//! Layout dimension constants for TUI rendering.
//!
//! Centralized location for layout-related numeric values and fixed labels.

use std::time::Duration;

/// Height of the statistics panel in lines (border + one content line).
pub const STATS_PANEL_HEIGHT: u16 = 3;

/// Height of the filter bar in lines (border + one content line).
pub const FILTER_BAR_HEIGHT: u16 = 3;

/// Height of the status bar in lines.
pub const STATUS_BAR_HEIGHT: u16 = 1;

/// Width percentage for help overlay popup.
pub const HELP_POPUP_WIDTH_PERCENT: u16 = 60;

/// Height percentage for help overlay popup.
pub const HELP_POPUP_HEIGHT_PERCENT: u16 = 80;

/// How often the event loop wakes without input to drain fetches and advance
/// reveal timers.
pub const TICK_INTERVAL: Duration = Duration::from_millis(100);

/// Text of the reveal sentinel line rendered under the last revealed row.
pub const SENTINEL_TEXT: &str = "Loading...";

/// Placeholder shown in an empty, inactive search box.
pub const SEARCH_PLACEHOLDER: &str = "Search name...";
//! Background page fetching.
//!
//! Each request runs on its own named thread and reports back over an mpsc
//! channel. The event loop drains completed outcomes on every tick, so the
//! owner of the view state is the only one that ever touches it.

use super::PageSource;
use crate::model::{FetchError, FetchOutcome, FetchTicket};
use std::sync::mpsc::{self, Receiver, RecvTimeoutError, Sender};
use std::sync::Arc;
use std::thread;
use std::time::Duration;
use tracing::{debug, warn};

/// Runs page reads off the UI thread.
pub struct PageFetcher {
    source: Arc<dyn PageSource>,
    sender: Sender<FetchOutcome>,
    receiver: Receiver<FetchOutcome>,
}

impl std::fmt::Debug for PageFetcher {
    fn fmt(&self, f: &mut std::fmt::Formatter<'_>) -> std::fmt::Result {
        f.debug_struct("PageFetcher")
            .field("page_size", &self.source.page_size())
            .finish_non_exhaustive()
    }
}

impl PageFetcher {
    /// Fetch pages from `source`.
    pub fn new(source: Arc<dyn PageSource>) -> Self {
        let (sender, receiver) = mpsc::channel();
        Self {
            source,
            sender,
            receiver,
        }
    }

    /// Start fetching `ticket.page`.
    ///
    /// Never fails: if the worker thread cannot be spawned, a
    /// `FetchError::Spawn` outcome for the ticket is queued instead.
    pub fn request(&self, ticket: FetchTicket) {
        let source = Arc::clone(&self.source);
        let sender = self.sender.clone();

        debug!(
            page = ticket.page.number(),
            generation = ticket.generation,
            "Issuing page fetch"
        );

        let spawned = thread::Builder::new()
            .name(format!("recview-fetch-{}", ticket.page.number()))
            .spawn(move || {
                let result = source.fetch_page(ticket.page);
                // Receiver gone means the app is shutting down.
                let _ = sender.send(FetchOutcome { ticket, result });
            });

        if let Err(e) = spawned {
            warn!(page = ticket.page.number(), error = %e, "Could not spawn fetch thread");
            let _ = self.sender.send(FetchOutcome {
                ticket,
                result: Err(FetchError::Spawn {
                    page: ticket.page.number(),
                    message: e.to_string(),
                }),
            });
        }
    }

    /// Collect every outcome that has arrived, without blocking.
    pub fn drain(&self) -> Vec<FetchOutcome> {
        self.receiver.try_iter().collect()
    }

    /// Block up to `timeout` for the next outcome.
    pub fn recv_timeout(&self, timeout: Duration) -> Option<FetchOutcome> {
        match self.receiver.recv_timeout(timeout) {
            Ok(outcome) => Some(outcome),
            Err(RecvTimeoutError::Timeout) | Err(RecvTimeoutError::Disconnected) => None,
        }
    }
}
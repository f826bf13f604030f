//! Error types for recview.
//!
//! # Error Hierarchy
//!
//! - [`AppError`] - Top-level application error wrapping all startup and terminal failures
//!   - [`SourceError`] - Data file could not be opened or decoded
//!   - [`ConfigError`](crate::config::ConfigError) - Config file unreadable or invalid
//!   - [`LoggingError`](crate::logging::LoggingError) - Log file could not be set up
//!   - `std::io::Error` - Terminal/TUI rendering failures
//! - [`FetchError`] - A single page read failed. Never wrapped in `AppError`.
//!
//! # Error Recovery Strategy
//!
//! Fetch errors are **non-fatal**: the last good page stays on screen and the
//! error is shown in the status bar until the next successful fetch. There is no
//! retry; moving to another page issues a fresh, single attempt.
//!
//! A status change aimed at a record that is no longer on the current page is
//! not an error at all. It is dropped without surfacing anything, because the
//! page was replaced between the key press and the dispatch.
//!
//! Startup errors (config, logging, data file) are fatal and reported before the
//! terminal enters raw mode.

use std::path::PathBuf;
use thiserror::Error;

/// Top-level application error.
#[derive(Debug, Error)]
pub enum AppError {
    /// Failed to open or decode the backing data.
    #[error("Failed to load records: {0}")]
    Source(#[from] SourceError),

    /// Failed to load configuration.
    #[error("Configuration error: {0}")]
    Config(#[from] crate::config::ConfigError),

    /// Failed to initialize file logging.
    #[error("Logging error: {0}")]
    Logging(#[from] crate::logging::LoggingError),

    /// Terminal or TUI rendering error.
    ///
    /// Fatal: without a working terminal the browser cannot function.
    #[error("Terminal error: {0}")]
    Terminal(#[from] std::io::Error),
}

/// Errors raised while opening a data provider.
#[derive(Debug, Error)]
pub enum SourceError {
    /// The data file does not exist.
    ///
    /// ```
    /// use std::path::PathBuf;
    /// use recview::model::error::SourceError;
    ///
    /// let err = SourceError::FileNotFound { path: PathBuf::from("/tmp/missing.json") };
    /// assert!(err.to_string().contains("/tmp/missing.json"));
    /// ```
    #[error("File not found: {path}")]
    FileNotFound {
        /// Path that was looked up.
        path: PathBuf,
    },

    /// The data file exists but is not a JSON array of records.
    #[error("Invalid record data in {path}: {message}")]
    InvalidData {
        /// File that failed to parse.
        path: PathBuf,
        /// Extracted from `serde_json::Error::to_string()`.
        message: String,
    },

    /// No data file was given on the command line, in the config file or in the environment.
    #[error("No data source: provide a records file path or set RECVIEW_DATA")]
    NoInput,

    /// Any other read failure.
    #[error("IO error: {0}")]
    Io(#[from] std::io::Error),
}

/// Failure of a single page read.
///
/// `Clone` so outcomes can travel through actions and be kept as the last
/// displayed diagnostic.
#[derive(Debug, Clone, PartialEq, Eq, Error)]
pub enum FetchError {
    /// The provider could not be reached or failed while serving the page.
    #[error("Page {page} unavailable: {message}")]
    Unavailable {
        /// 1-based page number.
        page: usize,
        /// Provider failure text.
        message: String,
    },

    /// The response decoded but violates page invariants (size, unique ids).
    #[error("Page {page} is invalid: {reason}")]
    InvalidPage {
        /// 1-based page number.
        page: usize,
        /// Violated invariant.
        reason: String,
    },

    /// The background worker for the request could not be started.
    #[error("Could not start fetch for page {page}: {message}")]
    Spawn {
        /// 1-based page number.
        page: usize,
        /// Thread spawn failure text.
        message: String,
    },
}

impl FetchError {
    /// 1-based page number the failed request was for.
    pub fn page(&self) -> usize {
        match self {
            FetchError::Unavailable { page, .. }
            | FetchError::InvalidPage { page, .. }
            | FetchError::Spawn { page, .. } => *page,
        }
    }
}

#[cfg(test)]
mod tests {
    use super::*;

    #[test]
    fn fetch_error_reports_one_based_page() {
        let err = FetchError::Unavailable {
            page: 3,
            message: "connection reset".to_string(),
        };
        assert_eq!(err.page(), 3);
        assert_eq!(err.to_string(), "Page 3 unavailable: connection reset");
    }

    #[test]
    fn invalid_page_message_includes_reason() {
        let err = FetchError::InvalidPage {
            page: 1,
            reason: "duplicate record id 4".to_string(),
        };
        assert!(err.to_string().contains("duplicate record id 4"));
    }

    #[test]
    fn source_error_converts_into_app_error() {
        fn open() -> Result<(), AppError> {
            let opened: Result<(), SourceError> = Err(SourceError::NoInput);
            opened?;
            Ok(())
        }

        let err = open().unwrap_err();
        assert!(matches!(err, AppError::Source(SourceError::NoInput)));
        assert!(err.to_string().contains("RECVIEW_DATA"));
    }

    #[test]
    fn io_error_converts_into_app_error() {
        fn draw() -> Result<(), AppError> {
            let drawn: Result<(), std::io::Error> = Err(std::io::Error::other("broken pipe"));
            drawn?;
            Ok(())
        }

        let err = draw().unwrap_err();
        assert!(matches!(err, AppError::Terminal(_)));
    }
}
● ● ● ●
In the data above, find each line that has the word "connection" and copy it out.

            message: "connection reset".to_string(),
        assert_eq!(err.to_string(), "Page 3 unavailable: connection reset");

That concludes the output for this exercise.